Новые виды репрезентации индустриальности в искусстве можно свести к двум главным моделям: «живой» и «мертвой». В первой демонстрируются работающие предприятия с непременным атрибутом в виде дымящих труб. В этой модели достаточно часто основные события находятся на периферии индустриального ландшафта, который выступает в качестве враждебного и отчужденного. Впрочем, и в случае включенности героев в производственные процессы, промышленный антураж несет ту же смысловую нагрузку.

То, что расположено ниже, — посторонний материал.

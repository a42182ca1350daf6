//! Error types for the CLI client.

use thiserror::Error;

use crate::{domain::ApiError, usecase::SessionError};

/// Client-specific errors
#[derive(Debug, Error)]
pub enum ClientError {
    /// Session could not be started
    #[error("Session error: {0}")]
    Session(#[from] SessionError),

    /// HTTP client could not be built
    #[error("Setup error: {0}")]
    Setup(#[from] ApiError),
}
//! REST adapters for the `AuthApi` / `QueueApi` ports.

pub mod http;

pub use http::{HttpAuthApi, HttpQueueApi, build_http_client};
//! Interactive client loop.
//!
//! Readline runs on a blocking thread and hands lines over an mpsc channel.
//! A printer task echoes connection changes and notices as they arrive.

use std::{io::Write, sync::Arc};

use rustyline::{DefaultEditor, error::ReadlineError};
use tokio::sync::{broadcast, mpsc};

use crate::{
    domain::{Role, UserIdentity},
    usecase::{QueueSession, SessionSnapshot},
};

use super::{command::CliCommand, error::ClientError, formatter::SessionFormatter};

fn prompt_for(role: Role) -> String {
    match role {
        Role::Patient => "patient> ".to_string(),
        Role::Staff => "staff> ".to_string(),
        Role::Admin => "admin> ".to_string(),
    }
}

/// Redisplay the prompt after asynchronous output
fn redisplay_prompt(prompt: &str) {
    print!("{}", prompt);
    std::io::stdout().flush().ok();
}

/// Run the interactive client until the user quits
pub async fn run_client(
    session: Arc<QueueSession>,
    identity: UserIdentity,
) -> Result<(), ClientError> {
    let prompt = prompt_for(identity.role);
    let mut notices = session.notices();
    let mut snapshots = session.start(identity).await?;
    println!(
        "\nSession {} started. Type 'help' for commands, Ctrl+D to exit.\n",
        session.id()
    );

    let printer_prompt = prompt.clone();
    let printer = tokio::spawn(async move {
        let mut last = snapshots.borrow_and_update().connection;
        loop {
            tokio::select! {
                changed = snapshots.changed() => {
                    if changed.is_err() {
                        break;
                    }
                    let connection = snapshots.borrow_and_update().connection;
                    if connection != last {
                        last = connection;
                        print!("{}", SessionFormatter::format_connection(connection));
                        redisplay_prompt(&printer_prompt);
                    }
                }
                notice = notices.recv() => match notice {
                    Ok(notice) => {
                        print!("{}", SessionFormatter::format_notice(&notice));
                        redisplay_prompt(&printer_prompt);
                    }
                    Err(broadcast::error::RecvError::Lagged(skipped)) => {
                        tracing::warn!("Skipped {} notices", skipped);
                    }
                    Err(broadcast::error::RecvError::Closed) => break,
                },
            }
        }
    });

    let (input_tx, mut input_rx) = mpsc::unbounded_channel::<String>();
    let readline_prompt = prompt.clone();
    let _readline_handle = std::thread::spawn(move || {
        let mut rl = match DefaultEditor::new() {
            Ok(rl) => rl,
            Err(e) => {
                eprintln!("Failed to initialize readline: {}", e);
                return;
            }
        };

        loop {
            match rl.readline(&readline_prompt) {
                Ok(line) => {
                    let line = line.trim();
                    if !line.is_empty() {
                        rl.add_history_entry(line).ok();
                        if input_tx.send(line.to_string()).is_err() {
                            break;
                        }
                    }
                }
                Err(ReadlineError::Interrupted) => {
                    tracing::info!("Interrupted");
                    break;
                }
                Err(ReadlineError::Eof) => {
                    tracing::info!("EOF");
                    break;
                }
                Err(err) => {
                    tracing::error!("Readline error: {}", err);
                    break;
                }
            }
        }
    });

    while let Some(line) = input_rx.recv().await {
        let command = match line.parse::<CliCommand>() {
            Ok(command) => command,
            Err(e) => {
                print!("{}", SessionFormatter::format_error(&e));
                continue;
            }
        };
        if command == CliCommand::Quit {
            break;
        }
        print!("{}", execute(&session, command).await);
    }

    printer.abort();
    session.stop().await;
    tracing::info!("Client session ended normally");
    Ok(())
}

async fn execute(session: &QueueSession, command: CliCommand) -> String {
    match command {
        CliCommand::Join(clinic_id) => match session.join_queue_for_clinic(&clinic_id).await {
            Ok(token) => SessionFormatter::format_joined(token.token_number, token.queue_id.as_str()),
            Err(e) => SessionFormatter::format_error(&e),
        },
        CliCommand::Leave => match session.leave_queue().await {
            Ok(()) => "\nLeft the queue\n".to_string(),
            Err(e) => SessionFormatter::format_error(&e),
        },
        CliCommand::Next => match session.call_next().await {
            Ok(dispatch) => SessionFormatter::format_dispatch("Call next", dispatch),
            Err(e) => SessionFormatter::format_error(&e),
        },
        CliCommand::Complete => match session.complete_current().await {
            Ok(dispatch) => SessionFormatter::format_dispatch("Complete", dispatch),
            Err(e) => SessionFormatter::format_error(&e),
        },
        CliCommand::Open | CliCommand::Pause => {
            let is_active = command == CliCommand::Open;
            match session.set_queue_active(is_active).await {
                Ok(queue) => SessionFormatter::format_queue(&queue),
                Err(e) => SessionFormatter::format_error(&e),
            }
        }
        CliCommand::Init(max_queue_size) => match session.initialize_queue(max_queue_size).await {
            Ok(queue) => SessionFormatter::format_queue(&queue),
            Err(e) => SessionFormatter::format_error(&e),
        },
        CliCommand::Refresh => refresh(session).await,
        CliCommand::Reconnect => match session.reconnect().await {
            Ok(()) => "\nReconnecting...\n".to_string(),
            Err(e) => SessionFormatter::format_error(&e),
        },
        CliCommand::Status => SessionFormatter::format_snapshot(&session.snapshot()),
        CliCommand::Help => SessionFormatter::format_help(),
        CliCommand::Quit => String::new(),
    }
}

async fn refresh(session: &QueueSession) -> String {
    if let Err(e) = session.refresh_active_token().await {
        return SessionFormatter::format_error(&e);
    }
    if let Err(e) = session.refresh_queue().await {
        return SessionFormatter::format_error(&e);
    }
    let snapshot: SessionSnapshot = session.snapshot();
    SessionFormatter::format_snapshot(&snapshot)
}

Модель руинификации столь же востребована. Невозможно не заметить, что «большие промышленные объекты умирают словно динозавры, оставляя за собой красоту руин и терпкий запах безработицы. Индастриал, – по словам харьковского писателя Сергея Жадана, – проходит семь кругов производственного ада и превращается в мертвый индастриал, когда старые цеха, словно католические соборы в туристических центрах, перестают выполнять свою непосредственную функцию, отходя в область истории и шоу-бизнеса».

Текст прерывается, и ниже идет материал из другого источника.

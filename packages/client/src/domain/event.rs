//! Messages exchanged over the realtime link, and the notices they produce.

use super::{
    model::{ActiveToken, QueueStatus},
    value_object::{QueueId, TokenId},
};

/// Server → client queue events
#[derive(Debug, Clone, PartialEq, Eq)]
pub enum InboundEvent {
    /// `queue:status_update`
    StatusUpdate(QueueStatus),
    /// `queue:your_token_called`
    YourTokenCalled(ActiveToken),
    /// `queue:your_token_skipped`
    YourTokenSkipped(ActiveToken),
    /// `queue:your_token_completed`
    YourTokenCompleted,
    /// `queue:your_token_updated`
    YourTokenUpdated(ActiveToken),
    /// `queue:empty`
    QueueEmpty { message: String },
}

impl InboundEvent {
    pub fn name(&self) -> &'static str {
        match self {
            InboundEvent::StatusUpdate(_) => "queue:status_update",
            InboundEvent::YourTokenCalled(_) => "queue:your_token_called",
            InboundEvent::YourTokenSkipped(_) => "queue:your_token_skipped",
            InboundEvent::YourTokenCompleted => "queue:your_token_completed",
            InboundEvent::YourTokenUpdated(_) => "queue:your_token_updated",
            InboundEvent::QueueEmpty { .. } => "queue:empty",
        }
    }
}

/// Client → server room commands
#[derive(Debug, Clone, PartialEq, Eq)]
pub enum RoomCommand {
    JoinQueue(QueueId),
    LeaveQueue(QueueId),
    CallNext(QueueId),
    CompleteToken { queue_id: QueueId, token_id: TokenId },
}

impl RoomCommand {
    pub fn name(&self) -> &'static str {
        match self {
            RoomCommand::JoinQueue(_) => "join-queue",
            RoomCommand::LeaveQueue(_) => "leave-queue",
            RoomCommand::CallNext(_) => "queue:call_next",
            RoomCommand::CompleteToken { .. } => "queue:complete_token",
        }
    }

    pub fn queue_id(&self) -> &QueueId {
        match self {
            RoomCommand::JoinQueue(queue_id)
            | RoomCommand::LeaveQueue(queue_id)
            | RoomCommand::CallNext(queue_id)
            | RoomCommand::CompleteToken { queue_id, .. } => queue_id,
        }
    }
}

/// User-facing notice produced by reconciliation or session lifecycle
#[derive(Debug, Clone, PartialEq, Eq)]
pub enum NoticeKind {
    YourTurn { token_number: u32 },
    TokenSkipped { token_number: u32 },
    VisitComplete,
    TokenUpdated { token_number: u32 },
    QueueEmpty { message: String },
    /// Refresh failed; the application must sign the user out.
    SessionExpired,
}

impl NoticeKind {
    /// Being called is the only notice that also buzzes the device.
    pub fn wants_haptic(&self) -> bool {
        matches!(self, NoticeKind::YourTurn { .. })
    }
}

/// A notice stamped with the time it was raised
#[derive(Debug, Clone, PartialEq, Eq)]
pub struct Notice {
    pub kind: NoticeKind,
    pub haptic: bool,
    /// Unix timestamp (milliseconds)
    pub raised_at: i64,
}

impl Notice {
    pub fn new(kind: NoticeKind, raised_at: i64) -> Self {
        Self {
            haptic: kind.wants_haptic(),
            kind,
            raised_at,
        }
    }
}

Модель «мертвой» индустриальности в художественном кинематографе берет свое начало в «Сталкере» Андрея Тарковского (1979). Судя по моим наблюдениям, метафизика индустриальности в отечественном кино в значительной степени является самодостаточной и не предполагает связи с внеиндустриальной традицией в искусстве, сохраняя своеобразную чистоту жанра. Тем интересней эксперимент кинорежиссера Петра Зеленки, поставленный в фильме «Карамазовы» (2008). По его сюжету чешская театральная труппа направляется на полуразрушенный польский сталелитейный завод для репетиции «Братьев Карамазовых». Фильм снят на заводе в Новой Гуте, том самом, где происходило действие ставшего классикой фильма Анджея Вайды «Человек из мрамора» (1976).

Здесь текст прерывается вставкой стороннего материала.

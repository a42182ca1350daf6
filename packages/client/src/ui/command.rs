//! Parsing of interactive input lines.

use std::str::FromStr;

use thiserror::Error;

use crate::{config::DEFAULT_MAX_QUEUE_SIZE, domain::ClinicId};

/// A line typed at the prompt
#[derive(Debug, Clone, PartialEq, Eq)]
pub enum CliCommand {
    Join(ClinicId),
    Leave,
    Next,
    Complete,
    Status,
    Open,
    Pause,
    Init(u32),
    Refresh,
    Reconnect,
    Help,
    Quit,
}

#[derive(Debug, Error, PartialEq, Eq)]
pub enum ParseError {
    #[error("Unknown command '{0}', type 'help'")]
    Unknown(String),

    #[error("Usage: {0}")]
    Usage(&'static str),
}

impl FromStr for CliCommand {
    type Err = ParseError;

    fn from_str(line: &str) -> Result<Self, Self::Err> {
        let mut words = line.split_whitespace();
        let Some(verb) = words.next() else {
            return Err(ParseError::Usage("help"));
        };
        let argument = words.next();

        let command = match verb.to_ascii_lowercase().as_str() {
            "join" => {
                let clinic = argument.ok_or(ParseError::Usage("join <clinic-id>"))?;
                CliCommand::Join(
                    ClinicId::new(clinic).map_err(|_| ParseError::Usage("join <clinic-id>"))?,
                )
            }
            "leave" => CliCommand::Leave,
            "next" => CliCommand::Next,
            "complete" | "done" => CliCommand::Complete,
            "status" | "s" => CliCommand::Status,
            "open" => CliCommand::Open,
            "pause" => CliCommand::Pause,
            "init" => match argument {
                Some(size) => CliCommand::Init(
                    size.parse()
                        .map_err(|_| ParseError::Usage("init [max-queue-size]"))?,
                ),
                None => CliCommand::Init(DEFAULT_MAX_QUEUE_SIZE),
            },
            "refresh" => CliCommand::Refresh,
            "reconnect" => CliCommand::Reconnect,
            "help" | "?" => CliCommand::Help,
            "quit" | "exit" | "q" => CliCommand::Quit,
            other => return Err(ParseError::Unknown(other.to_string())),
        };
        Ok(command)
    }
}

#[cfg(test)]
mod tests {
    use super::*;

    #[test]
    fn test_parse_join_with_clinic() {
        // テスト項目: join コマンドはクリニック ID を受け取る
        // given (前提条件):
        let line = "join clinicA";

        // when (操作):
        let command: CliCommand = line.parse().unwrap();

        // then (期待する結果):
        assert_eq!(command, CliCommand::Join(ClinicId::new("clinicA").unwrap()));
    }

    #[test]
    fn test_parse_join_without_clinic_shows_usage() {
        // テスト項目: クリニック ID の無い join は使い方エラー
        assert_eq!(
            "join".parse::<CliCommand>(),
            Err(ParseError::Usage("join <clinic-id>"))
        );
    }

    #[test]
    fn test_parse_init_defaults_to_fifty() {
        // テスト項目: init の最大人数は省略時 50
        assert_eq!("init".parse::<CliCommand>(), Ok(CliCommand::Init(50)));
        assert_eq!("init 20".parse::<CliCommand>(), Ok(CliCommand::Init(20)));
        assert!("init many".parse::<CliCommand>().is_err());
    }

    #[test]
    fn test_parse_is_case_insensitive_with_aliases() {
        // テスト項目: コマンドは大文字小文字を区別せず、別名も受け付ける
        assert_eq!("NEXT".parse::<CliCommand>(), Ok(CliCommand::Next));
        assert_eq!("done".parse::<CliCommand>(), Ok(CliCommand::Complete));
        assert_eq!("q".parse::<CliCommand>(), Ok(CliCommand::Quit));
    }

    #[test]
    fn test_parse_unknown_command() {
        // テスト項目: 未知のコマンドはエラー
        assert_eq!(
            "dance".parse::<CliCommand>(),
            Err(ParseError::Unknown("dance".to_string()))
        );
    }
}
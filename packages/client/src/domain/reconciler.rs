//! Event reconciliation.
//!
//! Pure functions that turn `(prior state, inbound event)` into the next state
//! plus the notices to show the user. No I/O happens here, so the whole table
//! can be exercised without a live transport.
//!
//! ## Token lifecycle
//!
//! ```text
//! WAITING --called--> CALLED --completed--> (cleared)
//! WAITING --skipped--> (cleared)
//! any     --queue completed--> (cleared)
//! ```

use std::fmt;

use super::{
    event::{InboundEvent, NoticeKind},
    model::{ActiveToken, QueueStatus, Role, TokenStatus},
    value_object::QueueId,
};

/// The two root pieces of queue state a session holds
#[derive(Debug, Clone, Default, PartialEq, Eq)]
pub struct QueueState {
    pub active_token: Option<ActiveToken>,
    pub queue_status: Option<QueueStatus>,
}

impl QueueState {
    pub fn cleared() -> Self {
        Self::default()
    }
}

/// Facts about the session that gate event handling
#[derive(Debug, Clone, Copy)]
pub struct ReconcileContext<'a> {
    pub role: Role,
    /// Room currently joined on the wire, if any
    pub joined_room: Option<&'a QueueId>,
}

/// Why an event left the state untouched
#[derive(Debug, Clone, PartialEq, Eq)]
pub enum IgnoreReason {
    NoRoomJoined,
    ForeignQueue { queue_id: QueueId },
    StaleSnapshot { sequence: Option<u64> },
    NoActiveToken,
    ForeignToken,
    NotStaff,
}

impl fmt::Display for IgnoreReason {
    fn fmt(&self, f: &mut fmt::Formatter<'_>) -> fmt::Result {
        match self {
            IgnoreReason::NoRoomJoined => write!(f, "no room joined"),
            IgnoreReason::ForeignQueue { queue_id } => {
                write!(f, "snapshot for queue '{}' which is not joined", queue_id)
            }
            IgnoreReason::StaleSnapshot { sequence } => {
                write!(f, "stale snapshot (sequence {:?})", sequence)
            }
            IgnoreReason::NoActiveToken => write!(f, "no active token"),
            IgnoreReason::ForeignToken => write!(f, "event is for a different token"),
            IgnoreReason::NotStaff => write!(f, "only staff sessions handle this event"),
        }
    }
}

/// Result of reconciling one event
#[derive(Debug, Clone, PartialEq, Eq)]
pub enum Outcome {
    Applied {
        state: QueueState,
        notices: Vec<NoticeKind>,
    },
    Ignored(IgnoreReason),
}

impl Outcome {
    fn applied(state: QueueState, notices: Vec<NoticeKind>) -> Self {
        Outcome::Applied { state, notices }
    }
}

/// Apply one inbound event to the prior state.
pub fn reconcile(prior: &QueueState, event: InboundEvent, ctx: &ReconcileContext<'_>) -> Outcome {
    match event {
        InboundEvent::StatusUpdate(status) => on_status_update(prior, status, ctx),
        InboundEvent::YourTokenCalled(token) => on_token_called(prior, token),
        InboundEvent::YourTokenSkipped(token) => on_token_skipped(prior, token),
        InboundEvent::YourTokenCompleted => {
            Outcome::applied(QueueState::cleared(), vec![NoticeKind::VisitComplete])
        }
        InboundEvent::YourTokenUpdated(token) => on_token_updated(prior, token),
        InboundEvent::QueueEmpty { message } => on_queue_empty(prior, message, ctx),
    }
}

fn on_status_update(prior: &QueueState, status: QueueStatus, ctx: &ReconcileContext<'_>) -> Outcome {
    let Some(joined) = ctx.joined_room else {
        return Outcome::Ignored(IgnoreReason::NoRoomJoined);
    };
    if *joined != status.queue_id {
        return Outcome::Ignored(IgnoreReason::ForeignQueue {
            queue_id: status.queue_id,
        });
    }
    if let Some(held) = &prior.queue_status
        && !status.supersedes(held)
    {
        return Outcome::Ignored(IgnoreReason::StaleSnapshot {
            sequence: status.sequence,
        });
    }

    Outcome::applied(
        QueueState {
            active_token: prior.active_token.clone(),
            queue_status: Some(status),
        },
        Vec::new(),
    )
}

/// Look up the held token an event refers to.
fn held_token<'a>(prior: &'a QueueState, token: &ActiveToken) -> Result<&'a ActiveToken, IgnoreReason> {
    let held = prior
        .active_token
        .as_ref()
        .ok_or(IgnoreReason::NoActiveToken)?;
    if held.id != token.id {
        return Err(IgnoreReason::ForeignToken);
    }
    Ok(held)
}

fn on_token_called(prior: &QueueState, token: ActiveToken) -> Outcome {
    let held = match held_token(prior, &token) {
        Ok(held) => held,
        Err(reason) => return Outcome::Ignored(reason),
    };

    let called = ActiveToken {
        status: TokenStatus::Called,
        ..held.clone()
    };
    let token_number = called.token_number;
    Outcome::applied(
        QueueState {
            active_token: Some(called),
            queue_status: prior.queue_status.clone(),
        },
        vec![NoticeKind::YourTurn { token_number }],
    )
}

fn on_token_skipped(prior: &QueueState, token: ActiveToken) -> Outcome {
    let held = match held_token(prior, &token) {
        Ok(held) => held,
        Err(reason) => return Outcome::Ignored(reason),
    };

    let token_number = held.token_number;
    Outcome::applied(
        QueueState::cleared(),
        vec![NoticeKind::TokenSkipped { token_number }],
    )
}

fn on_token_updated(prior: &QueueState, token: ActiveToken) -> Outcome {
    let held = match held_token(prior, &token) {
        Ok(held) => held,
        Err(reason) => return Outcome::Ignored(reason),
    };

    let updated = ActiveToken {
        token_number: token.token_number,
        ..held.clone()
    };
    Outcome::applied(
        QueueState {
            active_token: Some(updated),
            queue_status: prior.queue_status.clone(),
        },
        vec![NoticeKind::TokenUpdated {
            token_number: token.token_number,
        }],
    )
}

fn on_queue_empty(prior: &QueueState, message: String, ctx: &ReconcileContext<'_>) -> Outcome {
    if ctx.joined_room.is_none() {
        return Outcome::Ignored(IgnoreReason::NoRoomJoined);
    }
    if !ctx.role.is_staff() {
        return Outcome::Ignored(IgnoreReason::NotStaff);
    }
    // Informational only: the state is carried over untouched.
    Outcome::applied(prior.clone(), vec![NoticeKind::QueueEmpty { message }])
}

Вечные вопросы, заданные актерами в индустриальном антураже, недвусмысленно дают понять, как всё перемешалось. Ивановцы постепенно привыкли не замечать промышленную инфраструктуру города, в декорациях которой живут и которая приезжим просто бросается в глаза. Мы часть этого городского ландшафта, частично мертвого и отчужденного, частично преобразованного для выполнения актуальных ныне функций производства и торговли, офисной и культурной жизни.
(Продолжение следует)
«Село Иваново представляет вид цветущего города, – говорили нам учителя отечественной географии, – в нем находится множество фабрик и заводов, на которых ежегодно вырабатывается хлопчатобумажных изделий на десятки миллионов и где живет более двадцати тысяч рабочего люда. <…> Действительно, как только что подъезжаешь к Иванову, особенно в первый раз, впечатление, им производимое, именно таково. Вдали перед вами открывается прекрасный город с каменными зданиями, множеством высоких труб и еще более высоких колоколен и богатыми храмами, золотые главы которых так и ослепляют глаза. Но это впечатление тотчас же сменяется другим, когда локомотив быстро подкатит вас к вокзалу ивановской станции и вы очутитесь лицом к лицу с русским Манчестером. Куда девался красивый город, которым за несколько минут вы восхищались? Нет больше его, он исчез! Вместо красивого города вы уже видите сплошную массу почерневших от ветхости деревянных построек, раскинутых на шестиверстном пространстве, да изредка и кое-где из-за них выставляются каменные дома купцов и длинные корпуса фабрик; везде солома и тес, покрывающие хижины и жилища манчестерцев. Только одни церкви с их златоглавыми верхами и красные трубы остаются во всей своей неизменной красе и как-то уже особенно резко выделяются из массы окружающего убожества и поражающей нищеты».